He sends Reyes an email.

_To: Reyes Vidal_

_From: Jean Ryder_

_Sweetheart, really?_

_-Jean_

He receives a message right away, and his heart thumps with excitement when he clicks Reyes’ name.

_To: Jean Ryder_

_From: Reyes Vidal_

_Good morning, sweetheart._

_See you tonight. ;)_

_-R_

Jean hasn’t felt this, this...shit what was it, _kilig_ since he was a damn teenager. Like a lovestruck boy about to have his first kiss, he saves it along with a photo of the note. He needs it when the days turn bad, and he feels the Archon’s breath on his neck, and he is back in Meridian, 2820 not in Kadara Port, 2821, a year and three months later.

Gabriela’s voice rings hollow in his ear, and SAM’s too and he’s bleeding. _Fuck_ , he’s bleeding...

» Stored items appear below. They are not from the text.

// Scenarios module
// One user type per CRUD API, plus the shared run loop around the scheduler

pub mod todos_api;
pub mod users_api;

#[cfg(test)]
pub(crate) mod test_support;

use std::sync::Arc;

use anyhow::{Context, Result};
use crudswarm_core::{start_run, ThinkTime, UserType};

use crate::cli::RunArgs;
use crate::config::build_run_config;
use crate::metrics::reporter;
use crate::metrics::{MetricsCollector, RunSummary};

/// Run `user_type` to completion: until the run time elapses or Ctrl+C.
pub async fn run<S>(
    scenario: &str,
    args: &RunArgs,
    mut user_type: UserType<S>,
    think_time: ThinkTime,
) -> Result<RunSummary>
where
    S: Send + 'static,
{
    for (task, weight) in &args.weights {
        user_type.set_weight(task, *weight)?;
    }

    let config = build_run_config(args, think_time);
    let host = config.host.clone();

    // Setup metrics collector
    let collector = MetricsCollector::new();
    let handle = start_run(config, user_type, Arc::new(collector.clone()))
        .context("invalid run configuration")?;
    let run_id = handle.run_id();

    // Start periodic metrics reporter
    let live_view = (args.report_interval > 0).then(|| {
        tokio::spawn(reporter::start_periodic_reporter(
            collector.clone(),
            args.report_interval,
        ))
    });

    let stopper = handle.stopper();
    let interrupt = tokio::spawn(async move {
        if tokio::signal::ctrl_c().await.is_ok() {
            tracing::info!("Ctrl+C received, stopping virtual users");
            stopper.stop();
        }
    });

    let report = handle.wait().await?;

    interrupt.abort();
    if let Some(live_view) = live_view {
        live_view.abort();
    }

    collector.update_system_metrics();
    reporter::print_final_report(&collector, &report);

    let summary = RunSummary::from_collector(run_id, scenario, &host, &collector, report);
    if let Some(path) = &args.report_json {
        summary.write_json(path)?;
        tracing::info!(path = %path.display(), "Wrote run summary");
    }

    Ok(summary)
}
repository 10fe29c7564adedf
mod args;

pub use args::*;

Jean takes the pot of black tea, and sits on the balcony. Govorkam is as warm as the brown of his skin. He needs it, not the cold darkness of Meridian Control.. He reads Reyes’ note over and over again until the words are etched in his mind.

_You’re doing your best._

He calls the specialist.

\--

There is a holo of Jean in the bathroom from before, when his hair was fully black and wasn’t slicked back by electrostatic. It’s a standard Initiative holo, complete with his full name- _Juan Alejandro Elias R. Ryder III, open bracket,_ _Jean, close bracket_ and other details like his birth date, the Ark and his title, _Recon Specialist_.

(Reyes says his name like poetry, and laughs when Jean tells him the R in his name is _Reyes_ . Naming customs, Jean explains and his mother’s last name is _Reyes_.

They have a similar custom too, except his father’s surname comes first then his mother’s.)

The white streak sticks on his forehead. Jean combs it back up; the static prickles his fingers like tiny needles on his skin. A few strands hang loose, and he pushes them up to no avail.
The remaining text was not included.